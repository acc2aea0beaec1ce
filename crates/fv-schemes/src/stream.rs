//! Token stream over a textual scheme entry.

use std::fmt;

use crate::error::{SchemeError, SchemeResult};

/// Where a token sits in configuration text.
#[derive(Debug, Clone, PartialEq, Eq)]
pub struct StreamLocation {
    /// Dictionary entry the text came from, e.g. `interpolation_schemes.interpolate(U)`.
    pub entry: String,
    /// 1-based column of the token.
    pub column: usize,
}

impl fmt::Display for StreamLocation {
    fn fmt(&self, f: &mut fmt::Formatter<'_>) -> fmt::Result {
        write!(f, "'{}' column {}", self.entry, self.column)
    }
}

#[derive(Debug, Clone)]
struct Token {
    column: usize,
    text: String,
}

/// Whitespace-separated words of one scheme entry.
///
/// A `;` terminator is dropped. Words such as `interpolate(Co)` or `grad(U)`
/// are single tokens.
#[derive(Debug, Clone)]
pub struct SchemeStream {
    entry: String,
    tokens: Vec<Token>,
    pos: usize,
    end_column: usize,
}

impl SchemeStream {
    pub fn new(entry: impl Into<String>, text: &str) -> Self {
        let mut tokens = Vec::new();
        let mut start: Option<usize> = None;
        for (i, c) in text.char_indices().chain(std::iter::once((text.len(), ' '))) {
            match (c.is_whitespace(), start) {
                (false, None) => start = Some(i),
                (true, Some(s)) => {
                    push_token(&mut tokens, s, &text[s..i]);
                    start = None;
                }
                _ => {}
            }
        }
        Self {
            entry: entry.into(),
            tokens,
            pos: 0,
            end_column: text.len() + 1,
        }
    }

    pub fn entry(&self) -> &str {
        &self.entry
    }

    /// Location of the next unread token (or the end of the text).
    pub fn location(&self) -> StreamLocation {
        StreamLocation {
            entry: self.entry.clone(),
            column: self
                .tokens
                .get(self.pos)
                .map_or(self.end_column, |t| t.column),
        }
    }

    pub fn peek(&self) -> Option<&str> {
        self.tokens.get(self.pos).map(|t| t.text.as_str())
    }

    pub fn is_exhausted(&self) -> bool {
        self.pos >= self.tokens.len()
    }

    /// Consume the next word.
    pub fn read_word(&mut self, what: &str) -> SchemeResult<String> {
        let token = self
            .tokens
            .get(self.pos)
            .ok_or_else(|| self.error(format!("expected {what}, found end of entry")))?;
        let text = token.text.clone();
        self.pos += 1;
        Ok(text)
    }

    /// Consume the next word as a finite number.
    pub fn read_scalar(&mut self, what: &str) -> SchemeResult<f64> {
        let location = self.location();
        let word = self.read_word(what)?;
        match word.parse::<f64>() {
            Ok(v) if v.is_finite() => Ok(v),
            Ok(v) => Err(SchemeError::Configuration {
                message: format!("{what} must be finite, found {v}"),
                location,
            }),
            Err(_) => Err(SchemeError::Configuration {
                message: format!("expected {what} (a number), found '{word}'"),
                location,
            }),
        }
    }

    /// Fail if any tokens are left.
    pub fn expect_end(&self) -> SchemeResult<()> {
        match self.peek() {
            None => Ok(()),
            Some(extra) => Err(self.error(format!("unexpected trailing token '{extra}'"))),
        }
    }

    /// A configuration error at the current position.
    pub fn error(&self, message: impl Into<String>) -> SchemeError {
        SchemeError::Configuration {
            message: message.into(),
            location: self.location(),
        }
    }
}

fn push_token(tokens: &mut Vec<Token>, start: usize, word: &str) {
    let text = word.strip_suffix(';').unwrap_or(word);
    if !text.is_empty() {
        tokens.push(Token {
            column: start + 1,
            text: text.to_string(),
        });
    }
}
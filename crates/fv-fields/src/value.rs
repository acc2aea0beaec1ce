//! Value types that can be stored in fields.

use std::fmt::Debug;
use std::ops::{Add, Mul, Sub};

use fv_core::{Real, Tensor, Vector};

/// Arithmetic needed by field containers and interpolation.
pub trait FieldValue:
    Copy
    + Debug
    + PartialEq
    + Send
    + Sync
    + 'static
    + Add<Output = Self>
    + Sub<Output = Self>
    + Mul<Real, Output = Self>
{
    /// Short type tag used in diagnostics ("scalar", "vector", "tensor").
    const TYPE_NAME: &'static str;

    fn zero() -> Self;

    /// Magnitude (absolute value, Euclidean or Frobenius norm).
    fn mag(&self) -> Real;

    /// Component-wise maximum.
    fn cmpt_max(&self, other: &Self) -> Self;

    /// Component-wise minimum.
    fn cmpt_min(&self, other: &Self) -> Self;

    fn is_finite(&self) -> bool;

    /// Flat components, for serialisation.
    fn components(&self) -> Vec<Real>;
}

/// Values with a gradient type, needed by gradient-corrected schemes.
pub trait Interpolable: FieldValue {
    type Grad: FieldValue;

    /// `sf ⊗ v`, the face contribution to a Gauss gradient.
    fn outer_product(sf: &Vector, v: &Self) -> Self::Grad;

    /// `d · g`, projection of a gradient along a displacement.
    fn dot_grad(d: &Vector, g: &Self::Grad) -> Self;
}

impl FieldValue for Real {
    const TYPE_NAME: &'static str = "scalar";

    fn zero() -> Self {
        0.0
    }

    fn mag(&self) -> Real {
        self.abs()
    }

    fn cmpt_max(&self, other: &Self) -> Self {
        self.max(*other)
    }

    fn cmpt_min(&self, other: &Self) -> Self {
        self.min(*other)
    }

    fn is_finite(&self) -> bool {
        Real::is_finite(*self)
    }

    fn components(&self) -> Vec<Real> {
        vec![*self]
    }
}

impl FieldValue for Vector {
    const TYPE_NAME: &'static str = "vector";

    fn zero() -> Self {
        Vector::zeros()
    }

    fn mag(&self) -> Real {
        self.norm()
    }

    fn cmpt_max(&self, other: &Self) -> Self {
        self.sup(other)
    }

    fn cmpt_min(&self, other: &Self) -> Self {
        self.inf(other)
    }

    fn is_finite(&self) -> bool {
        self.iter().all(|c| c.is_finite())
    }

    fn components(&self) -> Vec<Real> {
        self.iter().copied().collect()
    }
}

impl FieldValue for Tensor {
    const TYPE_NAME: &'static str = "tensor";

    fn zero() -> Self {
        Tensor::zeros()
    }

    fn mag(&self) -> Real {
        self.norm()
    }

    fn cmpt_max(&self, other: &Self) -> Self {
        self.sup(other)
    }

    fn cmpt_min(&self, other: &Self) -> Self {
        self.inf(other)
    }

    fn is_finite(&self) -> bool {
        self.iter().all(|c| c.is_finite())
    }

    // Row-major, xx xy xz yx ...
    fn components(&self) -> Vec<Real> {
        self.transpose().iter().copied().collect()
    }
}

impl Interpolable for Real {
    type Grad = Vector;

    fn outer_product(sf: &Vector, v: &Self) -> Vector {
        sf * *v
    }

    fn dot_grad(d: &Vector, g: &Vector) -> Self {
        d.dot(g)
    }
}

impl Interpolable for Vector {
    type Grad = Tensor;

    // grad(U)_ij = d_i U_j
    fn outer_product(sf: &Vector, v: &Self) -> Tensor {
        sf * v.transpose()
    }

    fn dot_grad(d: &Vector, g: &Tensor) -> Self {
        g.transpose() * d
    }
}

...

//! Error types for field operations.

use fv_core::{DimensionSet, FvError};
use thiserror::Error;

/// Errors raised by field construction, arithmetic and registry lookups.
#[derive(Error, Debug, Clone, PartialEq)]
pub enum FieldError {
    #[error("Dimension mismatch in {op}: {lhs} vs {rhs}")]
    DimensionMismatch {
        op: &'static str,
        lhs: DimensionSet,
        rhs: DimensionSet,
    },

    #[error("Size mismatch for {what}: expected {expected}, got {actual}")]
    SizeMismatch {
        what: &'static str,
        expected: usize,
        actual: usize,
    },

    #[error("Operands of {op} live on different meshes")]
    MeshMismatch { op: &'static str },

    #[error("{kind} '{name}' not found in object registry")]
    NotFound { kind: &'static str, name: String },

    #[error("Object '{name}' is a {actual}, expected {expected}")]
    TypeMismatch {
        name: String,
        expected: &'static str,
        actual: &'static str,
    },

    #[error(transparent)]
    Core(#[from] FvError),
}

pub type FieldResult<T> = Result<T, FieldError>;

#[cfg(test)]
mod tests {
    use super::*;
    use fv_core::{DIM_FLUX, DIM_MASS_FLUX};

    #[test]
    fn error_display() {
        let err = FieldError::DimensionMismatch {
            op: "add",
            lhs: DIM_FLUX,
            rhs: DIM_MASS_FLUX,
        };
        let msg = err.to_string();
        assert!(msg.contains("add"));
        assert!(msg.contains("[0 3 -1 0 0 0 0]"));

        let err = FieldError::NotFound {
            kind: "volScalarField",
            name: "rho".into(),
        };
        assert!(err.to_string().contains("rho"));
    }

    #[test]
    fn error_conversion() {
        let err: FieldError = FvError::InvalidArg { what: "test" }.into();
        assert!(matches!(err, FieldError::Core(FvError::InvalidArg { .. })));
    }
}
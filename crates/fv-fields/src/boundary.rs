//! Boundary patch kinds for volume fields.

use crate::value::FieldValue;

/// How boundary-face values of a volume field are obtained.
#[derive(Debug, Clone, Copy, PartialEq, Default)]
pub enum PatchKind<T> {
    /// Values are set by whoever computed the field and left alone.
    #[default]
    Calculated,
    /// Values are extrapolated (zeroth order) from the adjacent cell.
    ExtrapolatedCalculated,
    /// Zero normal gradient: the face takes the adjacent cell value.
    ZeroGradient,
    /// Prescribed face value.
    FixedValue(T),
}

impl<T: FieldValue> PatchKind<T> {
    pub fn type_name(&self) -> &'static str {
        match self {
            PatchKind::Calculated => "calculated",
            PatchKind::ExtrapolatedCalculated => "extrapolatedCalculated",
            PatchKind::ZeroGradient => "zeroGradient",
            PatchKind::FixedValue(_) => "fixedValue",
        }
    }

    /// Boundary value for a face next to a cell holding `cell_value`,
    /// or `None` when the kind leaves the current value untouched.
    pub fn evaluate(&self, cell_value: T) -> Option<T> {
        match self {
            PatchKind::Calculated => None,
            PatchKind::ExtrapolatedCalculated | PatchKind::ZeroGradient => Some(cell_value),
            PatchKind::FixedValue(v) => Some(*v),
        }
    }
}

TASK ITEM: When a line in the data above contains the string "Output", copy that line.

SOLUTION FOR THIS TASK:
    + Add<Output = Self>
    + Sub<Output = Self>
    + Mul<Real, Output = Self>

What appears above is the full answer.